Nesse sentido, a categorização dos dados baseou-se, em primeiro lugar, na identificação das atividades que poderiam articular a prática de análise linguística aos gêneros textuais. Em seguida, a autora fez a associação dos conhecimentos linguísticos trabalhados nas atividades identificadas aos aspectos constituintes dos gêneros. Partindo disso, encontrou apenas seis propostas de compreensão que poderiam estabelecer um diálogo entre os fenômenos linguísticos abordados nas atividades de compreensão e os aspectos constituintes dos gêneros: conteúdo temático, forma composicional, estilo e o contexto sócio histórico no qual o texto se insere.

Isso posto, acreditamos que a pesquisa realizada também indica a falta de propostas que relacionem AL e gêneros textuais. Conforme afirma a autora, os resultados

indicaram que, se a prática de AL ainda engatinha nas salas de aula, sua conexão com os gêneros é ainda mais tímida nas atividades do LD, mas pode ser realizada enfocando diferentes dimensões dos gêneros que se desdobram em manifestações concretas da língua, pois as escolhas linguísticas também fazem parte de uma unidade de sentido (GULART, 2010, p. 5).

Os resultados dessas pesquisas têm demonstrado, de um lado, alguns avanços no tratamento da AL, principalmente das questões relativas aos gêneros, objeto de nosso estudo: diversidade de gêneros textuais; exploração de propriedades dos gêneros partindo de

propostas mais reflexivas, com a tentativa de articular o conhecimento linguístico aos gêneros e às situações de interação social, entre outras.
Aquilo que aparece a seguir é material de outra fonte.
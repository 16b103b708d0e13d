//! Channel configuration (§6): presence of an env var enables the channel.
//! Loaded once into a `lazy_static` the way a long-running service loads its
//! global `CONFIG` — unlike that pattern, every field here is optional: an
//! absent channel is disabled, not a startup failure (§6 "services MUST NOT
//! abort startup").

use lazy_static::lazy_static;
use std::env;

pub struct NotificationConfig {
    pub discord_webhook_url: Option<String>,
    pub slack_webhook_url: Option<String>,
    pub slack_bot_token: Option<String>,
    pub slack_channel: Option<String>,
    pub webhook_url: Option<String>,
    pub smtp_host: Option<String>,
    pub smtp_port: Option<u16>,
    pub smtp_user: Option<String>,
    pub smtp_password: Option<String>,
    pub smtp_from: Option<String>,
    /// Directory for the dated `file` channel log (§6); defaults to `./notification_logs`.
    pub log_dir: String,
    /// Directory for the alert registry's persisted JSON file (§6); defaults to `./notification_logs`.
    pub alert_store_dir: String,
}

fn non_empty(key: &str) -> Option<String> {
    env::var(key).ok().filter(|v| !v.is_empty())
}

impl NotificationConfig {
    fn load() -> Self {
        Self {
            discord_webhook_url: non_empty("DISCORD_WEBHOOK_URL"),
            slack_webhook_url: non_empty("SLACK_WEBHOOK_URL"),
            slack_bot_token: non_empty("SLACK_BOT_TOKEN"),
            slack_channel: non_empty("SLACK_CHANNEL"),
            webhook_url: non_empty("NOTIFICATION_WEBHOOK_URL"),
            smtp_host: non_empty("SMTP_HOST"),
            smtp_port: non_empty("SMTP_PORT").and_then(|v| v.parse().ok()),
            smtp_user: non_empty("SMTP_USER"),
            smtp_password: non_empty("SMTP_PASSWORD"),
            smtp_from: non_empty("SMTP_FROM"),
            log_dir: env::var("NOTIFICATION_LOG_DIR").unwrap_or_else(|_| "notification_logs".to_string()),
            alert_store_dir: env::var("ALERT_STORE_DIR").unwrap_or_else(|_| "notification_logs".to_string()),
        }
    }

    pub fn slack_enabled(&self) -> bool {
        self.slack_webhook_url.is_some() || (self.slack_bot_token.is_some() && self.slack_channel.is_some())
    }

    pub fn email_enabled(&self) -> bool {
        self.smtp_host.is_some() && self.smtp_user.is_some() && self.smtp_password.is_some() && self.smtp_from.is_some()
    }

    /// Channels available in this process, in the canonical order used by `send_alert`.
    pub fn available_channels(&self) -> Vec<&'static str> {
        let mut channels = vec!["file"];
        if self.discord_webhook_url.is_some() {
            channels.push("discord");
        }
        if self.slack_enabled() {
            channels.push("slack");
        }
        if self.webhook_url.is_some() {
            channels.push("webhook");
        }
        if self.email_enabled() {
            channels.push("email");
        }
        channels
    }
}

lazy_static! {
    pub static ref CONFIG: NotificationConfig = NotificationConfig::load();
}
Por outro lado, ainda há alguns percalços que precisam ser superados na exploração da diversidade textual, que acontece efetivamente na abordagem daquilo que têm de específico nos gêneros – suas propriedades (SANTOS; MENDONÇA; CAVALCANTE, 2007). Assim, de acordo com as pesquisas: falta investimento em propostas reflexivas que viabilizem o desenvolvimento de capacidades argumentativas, por exemplo; falta uma clareza maior na integração entre AL e gêneros textuais, uma vez que muitas propostas, como as pesquisas indicaram, ainda não conseguem articular os gêneros aos conhecimentos mobilizados para a sua construção; ao lado de propostas reflexivas, convivem, ainda, propostas transmissivas que apenas expõem conceitos/informações demasiadas sobre os gêneros, sem mobilizar ou possibilitar a construção de outros conhecimentos.

Além disso, que gêneros estão sendo abordados nos livros atuais? Que dimensões estão sendo contempladas na exploração dos gêneros? Quais são privilegiadas? Quais os tipos de atividades que estão sendo utilizadas para o ensino dessas dimensões? Em suma, as atividades de AL presentes em livros didáticos podem contribuir para a apropriação dos gêneros?

Destarte, acreditamos que a produção de pesquisas sobre a relação entre análise linguística e o ensino dos gêneros textuais nos livros didáticos ainda parece ser muito tímida, necessitando, pois, de mais pesquisas que contribuam para a explicitação de como os livros didáticos se propõem a trabalhar os aspectos citados.